Please report how many lines in the records below contain the word "StoreError", and give nothing else.

### Provided material
--

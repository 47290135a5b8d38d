//! Persistent tile store.
//!
//! Tiles fetched from the network are kept in a SQLite database so already
//! visited regions render without connectivity. The store is soft-bounded:
//! before a fresh insert would grow the database past the configured maximum,
//! a batch of the least recently used records is evicted.
//!
//! [`TileStore`] is the seam the loader pipeline works against; the one real
//! implementation is [`SqliteTileStore`]. The pipeline owns its store as an
//! injected `Arc<dyn TileStore>`, so tests substitute their own.

mod sqlite;

pub use sqlite::SqliteTileStore;

use async_trait::async_trait;
use bytes::Bytes;
use tracing::debug;

use crate::error::StoreError;
use crate::tile::TileId;

/// Default soft bound on the number of stored tiles.
pub const DEFAULT_MAX_RECORDS: u64 = 10_000;

/// Default number of records evicted in one batch.
pub const DEFAULT_EVICT_CHUNK: u32 = 25;

/// Soft bound and eviction batch size of a store.
#[derive(Debug, Clone, Copy)]
pub struct StoreLimits {
    /// Record count above which an insert evicts first
    pub max_records: u64,

    /// Number of least recently used records removed per eviction
    pub evict_chunk: u32,
}

impl Default for StoreLimits {
    fn default() -> Self {
        Self {
            max_records: DEFAULT_MAX_RECORDS,
            evict_chunk: DEFAULT_EVICT_CHUNK,
        }
    }
}

/// One stored tile record.
#[derive(Debug, Clone)]
pub struct StoredTile {
    /// Epoch milliseconds of the last insert, update or refresh
    pub last_used: u64,

    /// Encoded image bytes exactly as fetched
    pub image: Bytes,
}

/// Persistent key-value store for encoded tiles, keyed by [`TileId`].
#[async_trait]
pub trait TileStore: Send + Sync {
    /// Whether a record exists for `id`.
    async fn exists(&self, id: &TileId) -> Result<bool, StoreError>;

    /// Read the record for `id`, if any.
    async fn read(&self, id: &TileId) -> Result<Option<StoredTile>, StoreError>;

    /// Insert a new record. The key must not be present yet.
    async fn insert(&self, id: &TileId, last_used: u64, image: Bytes) -> Result<(), StoreError>;

    /// Replace the image and timestamp of an existing record.
    async fn update_image(
        &self,
        id: &TileId,
        last_used: u64,
        image: Bytes,
    ) -> Result<(), StoreError>;

    /// Refresh only the timestamp of an existing record.
    async fn update_last_used(&self, id: &TileId, last_used: u64) -> Result<(), StoreError>;

    /// Delete up to `count` records, globally oldest `last_used` first.
    /// Ties are broken by key so repeated runs delete in a stable order.
    /// Returns the number of records deleted.
    async fn delete_least_recently_used(&self, count: u32) -> Result<u32, StoreError>;

    /// Number of stored records.
    async fn count(&self) -> Result<u64, StoreError>;

    /// Insert a record or refresh an existing one.
    ///
    /// A fresh insert first evicts a batch of the least recently used records
    /// when the store is over its soft bound, so the bound is enforced in
    /// chunks rather than per record.
    async fn insert_or_update(
        &self,
        id: &TileId,
        last_used: u64,
        image: Bytes,
        limits: StoreLimits,
    ) -> Result<(), StoreError> {
        if self.exists(id).await? {
            return self.update_image(id, last_used, image).await;
        }

        if self.count().await? > limits.max_records {
            let deleted = self.delete_least_recently_used(limits.evict_chunk).await?;
            debug!(deleted, "evicted least recently used tiles");
        }

        self.insert(id, last_used, image).await
    }
}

--

### Expected answer
9